El Bolo procedía, políticamente, de los republicanos. Al principio, según decía, se había afiliado al partido socialista; pero después, viendo el aspecto gubernamental que iba tomando poco á poco el socialismo en España, y sobre todo, la lucha que se entablaba entre socialistas y republicanos, se separó de los socialistas, considerándose ácrata. Como sus inclinaciones eran las de un hombre normal, no podía menos de encontrar bárbaro todo esto de las bombas y de la dinamita; pero delante de los socialeros, de las adormideras del socialismo, defendía la utilidad y la necesidad de los atentados.
En el fondo de su odio por los socialistas, latía la idea de que ellos habían quitado toda la masa obrera al partido republicano, inutilizándolo, quizás para siempre, sólo con el calificativo de partido burgués. El Bolo no podía acostumbrarse á oir á los compañeros tratar sin consideración intelectual á hombres como Salmerón, Ruiz Zorrilla, que habían sido siempre sus ídolos; no podía acostumbrarse á oir tratar á estos hombres ilustres como reaccionarios sin relieve; figurones de cartón, más ó menos serios, que barajaban con grandes aires de hierofante frases conceptuosas, sin ningún valor filosófico ni práctico.
La única satisfacción del zapatero como político, era ver que los libertarios tenían casi como uno de los suyos á Pí y Margall, y que el recuerdo del viejo y venerable don Francisco se conservaba en todos ellos con entusiasmo y con respeto...
Manuel tardó mucho tiempo en comenzar á leer la Historia de la Revolución. Al principio, le aburrió; pero luego, poco á poco, se sintió arrastrado por la lectura.

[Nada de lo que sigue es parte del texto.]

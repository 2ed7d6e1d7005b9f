use std::collections::VecDeque;
use std::path::Path;
use std::time::Duration;

use glcv_codec::software::{MemoryMuxer, MuxerLog, SoftwareBackend};
use glcv_codec::{
    BufferFlags, BufferInfo, MediaCodec, MediaFormat, OutputStatus, TrackKind, MIME_VIDEO_AVC,
};
use glcv_common::error::GlcvResult;

use super::drain::{DrainTimeouts, TrackWriter};
use super::*;
use crate::request::{AudioSettings, EncoderConfig};

/// Codec that replays a fixed list of dequeue results.
struct ScriptedCodec {
    script: VecDeque<OutputStatus>,
    payload: Vec<u8>,
    released: Vec<usize>,
}

impl ScriptedCodec {
    fn new(script: Vec<OutputStatus>) -> Self {
        Self {
            script: script.into(),
            payload: vec![7; 16],
            released: Vec::new(),
        }
    }
}

impl MediaCodec for ScriptedCodec {
    fn name(&self) -> &str {
        "scripted"
    }

    fn start(&mut self) -> GlcvResult<()> {
        Ok(())
    }

    fn dequeue_input_buffer(&mut self, _timeout: Duration) -> GlcvResult<Option<usize>> {
        Ok(None)
    }

    fn input_buffer(&mut self, _index: usize) -> GlcvResult<&mut Vec<u8>> {
        Ok(&mut self.payload)
    }

    fn queue_input_buffer(
        &mut self,
        _index: usize,
        _size: usize,
        _pts_us: i64,
        _flags: BufferFlags,
    ) -> GlcvResult<()> {
        Ok(())
    }

    fn dequeue_output_buffer(&mut self, _timeout: Duration) -> GlcvResult<OutputStatus> {
        Ok(self.script.pop_front().unwrap_or(OutputStatus::TryAgainLater))
    }

    fn output_buffer(&self, _index: usize) -> GlcvResult<&[u8]> {
        Ok(&self.payload)
    }

    fn release_output_buffer(&mut self, index: usize, _render: bool) -> GlcvResult<()> {
        self.released.push(index);
        Ok(())
    }

    fn signal_end_of_input_stream(&mut self) -> GlcvResult<()> {
        Ok(())
    }

    fn stop(&mut self) -> GlcvResult<()> {
        Ok(())
    }
}

const TIMEOUTS: DrainTimeouts = DrainTimeouts {
    dequeue: Duration::from_millis(1),
    end_of_stream: Duration::from_millis(20),
};

fn video_format() -> MediaFormat {
    MediaFormat::video(MIME_VIDEO_AVC, 16, 16)
}

fn buffer(index: usize, pts_us: i64, flags: BufferFlags) -> OutputStatus {
    OutputStatus::Buffer {
        index,
        info: BufferInfo::new(0, 16, pts_us, flags),
    }
}

fn shared_session(expected: usize) -> (SharedMuxer, MuxerLog) {
    let muxer = MemoryMuxer::new(Path::new("encode-test.mp4"), false);
    let log = muxer.log();
    (MuxerSession::new(Box::new(muxer), expected).shared(), log)
}

fn config(dir_name: &str) -> EncoderConfig {
    EncoderConfig {
        output_path: std::env::temp_dir().join(dir_name).join("out.mp4"),
        width: 16,
        height: 16,
        fps: 30,
        i_frame_interval_secs: 5,
        bit_rate: 1_000_000,
        audio: AudioSettings {
            sample_rate: 44_100,
            channels: 2,
            bit_rate: 65_536,
        },
        dequeue_timeout: Duration::from_millis(1),
        eos_drain_deadline: Duration::from_millis(200),
        decoder_warmup_attempts: 50,
    }
}

#[test]
fn test_writer_rejects_second_format_change() {
    let (muxer, _) = shared_session(1);
    let mut codec = ScriptedCodec::new(vec![
        OutputStatus::FormatChanged(video_format()),
        OutputStatus::FormatChanged(video_format()),
    ]);
    let mut writer = TrackWriter::new(TrackKind::Video, muxer, None);

    let err = writer.drain(&mut codec, false, TIMEOUTS).unwrap_err();
    assert!(err.is_protocol());
    assert!(err.to_string().contains("format changed twice"));
}

#[test]
fn test_writer_rejects_sample_before_track() {
    let (muxer, _) = shared_session(1);
    let mut codec = ScriptedCodec::new(vec![buffer(0, 0, BufferFlags::KEY_FRAME)]);
    let mut writer = TrackWriter::new(TrackKind::Video, muxer, None);

    let err = writer.drain(&mut codec, false, TIMEOUTS).unwrap_err();
    assert!(err.is_protocol());
    assert!(!writer.is_track_added());
}

#[test]
fn test_writer_skips_codec_config_and_stops_at_eos() {
    let (muxer, log) = shared_session(1);
    let mut codec = ScriptedCodec::new(vec![
        OutputStatus::FormatChanged(video_format()),
        buffer(0, 0, BufferFlags::CODEC_CONFIG),
        buffer(1, 0, BufferFlags::KEY_FRAME),
        buffer(2, 33_333, BufferFlags::NONE),
        OutputStatus::Buffer {
            index: 3,
            info: BufferInfo::end_of_stream(33_333),
        },
        buffer(4, 66_666, BufferFlags::NONE),
    ]);
    let observed = std::rc::Rc::new(std::cell::Cell::new(0));
    let seen = observed.clone();
    let observer: TrackAddedObserver = Box::new(move |kind| {
        assert_eq!(kind, TrackKind::Video);
        seen.set(seen.get() + 1);
        Ok(())
    });
    let mut writer = TrackWriter::new(TrackKind::Video, muxer.clone(), Some(observer));

    writer.drain(&mut codec, true, TIMEOUTS).unwrap();
    assert!(writer.reached_eos());
    assert_eq!(writer.samples_written(), 2);
    assert_eq!(observed.get(), 1);
    assert_eq!(codec.released, vec![0, 1, 2, 3]);

    // Draining after EOS is a no-op.
    writer.drain(&mut codec, true, TIMEOUTS).unwrap();
    assert_eq!(codec.script.len(), 1);

    muxer.borrow_mut().finish().unwrap();
    let record = log.snapshot();
    assert_eq!(record.video_track().unwrap().sample_count(), 2);
}

#[test]
fn test_writer_gives_up_waiting_for_eos() {
    let (muxer, _) = shared_session(1);
    let mut codec = ScriptedCodec::new(vec![OutputStatus::FormatChanged(video_format())]);
    let mut writer = TrackWriter::new(TrackKind::Video, muxer, None);

    writer.drain(&mut codec, true, TIMEOUTS).unwrap();
    assert!(writer.is_track_added());
    assert!(!writer.reached_eos());
}

#[test]
fn test_video_core_encodes_rendered_frames() {
    let backend = SoftwareBackend::new();
    let (muxer, log) = shared_session(1);
    let config = config("glcv-encode-video");
    let mut core = VideoEncoderCore::new(&backend, &config, muxer.clone(), None).unwrap();
    assert_eq!(core.surface_size(), (16, 16));

    let frame = vec![0u8; 16 * 16 * 4];
    for i in 0..5i64 {
        core.render(&frame, i * 33_333_333).unwrap();
        core.drain(false).unwrap();
    }
    assert!(core.is_track_added());
    core.drain(true).unwrap();
    assert_eq!(core.samples_written(), 5);

    core.release();
    core.release();
    muxer.borrow_mut().finish().unwrap();
    assert_eq!(log.snapshot().video_track().unwrap().sample_count(), 5);
}

#[test]
fn test_video_core_rejects_oversized_surface() {
    let backend = SoftwareBackend::new();
    let (muxer, _) = shared_session(1);
    let mut config = config("glcv-encode-oversized");
    config.width = 10_000;
    let err = VideoEncoderCore::new(&backend, &config, muxer, None)
        .err()
        .unwrap();
    assert!(err.is_setup());
}

#[test]
fn test_audio_core_end_of_stream_without_input() {
    let backend = SoftwareBackend::new();
    let (muxer, log) = shared_session(1);
    let config = config("glcv-encode-audio");
    let mut core = AudioEncoderCore::new(&backend, &config, muxer.clone(), None).unwrap();

    core.encode(&[1u8; 256], 0).unwrap();
    core.encode(&[2u8; 256], 23_219).unwrap();
    core.drain(true).unwrap();
    assert!(core.is_track_added());
    assert_eq!(core.samples_written(), 2);
    assert_eq!(core.chunks_dropped(), 0);

    core.release();
    muxer.borrow_mut().finish().unwrap();
    assert_eq!(log.snapshot().audio_track().unwrap().sample_count(), 2);
}

#[test]
fn test_recorder_stop_is_single_shot() {
    let backend = SoftwareBackend::new();
    let config = config("glcv-encode-recorder");
    let output = config.output_path.clone();
    let mut recorder = Recorder::new(config, false);
    recorder.raise_encoder(&backend).unwrap();
    assert!(recorder.is_recording());

    let mut compositor = crate::compositor::Compositor::new(
        glcv_timeline::Resolution::new(16, 16),
        1.0,
        crate::request::DEFAULT_VIEWPORT_COLOR,
    );
    let audio = AudioProcessor::new();
    for i in 0..3i64 {
        recorder
            .frame_available(i * 33_333_333, &mut compositor, &audio)
            .unwrap();
    }

    let stats = recorder.stop_recording().unwrap();
    assert_eq!(stats.frames_rendered, 3);
    assert_eq!(stats.video_samples, 3);
    assert_eq!(stats.audio_samples, 0);
    assert!(!recorder.is_recording());
    assert_eq!(recorder.stop_recording().unwrap(), stats);

    let record = backend.muxer_log(&output).unwrap().snapshot();
    assert!(record.stopped);
    assert!(record.audio_track().is_none());
    let _ = std::fs::remove_dir_all(output.parent().unwrap());
}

Primero se entusiasmó con Mirabeau, luego con los girondinos: Vergniaud, Petion, Condorcet; después con Danton, luego llegó á creer que Robespierre era el verdadero revolucionario, después Saint-Just; pero al último, la figura gigantesca de Danton fué la que más le apasionó. De los revolucionarios, el más repugnante le pareció Sieyes; el más simpático Anacarsis Cloots, el ateo prusiano.
Sentía Manuel una gran satisfacción sólo por haber leído aquella historia. Algunas veces pensaba:
—Ya no me importaría ser golfo, no tener dinero; habiendo leído la Historia de la Revolución Francesa, creo que sabría ser digno...
Después de Michelet, leyó un libro acerca, de la revolución del 48; luego otro sobre la Commune, de Luisa Michel, y todo esto le produjo una gran admiración por los revolucionarios franceses. ¡Qué hombres! Además de los colosos de la Convención: Babeuf, Proudhon, Blanqui, Baudin, Delescluze, Rochefort, Félix Pyat, Valles... ¡qué gente!
—Lo que se debía hacer—le dijo un día Morales á Manuel—es poner una encuadernación aquí al lado.
—¿Pero sólo para lo que se trabaja en casa?—preguntó Manuel.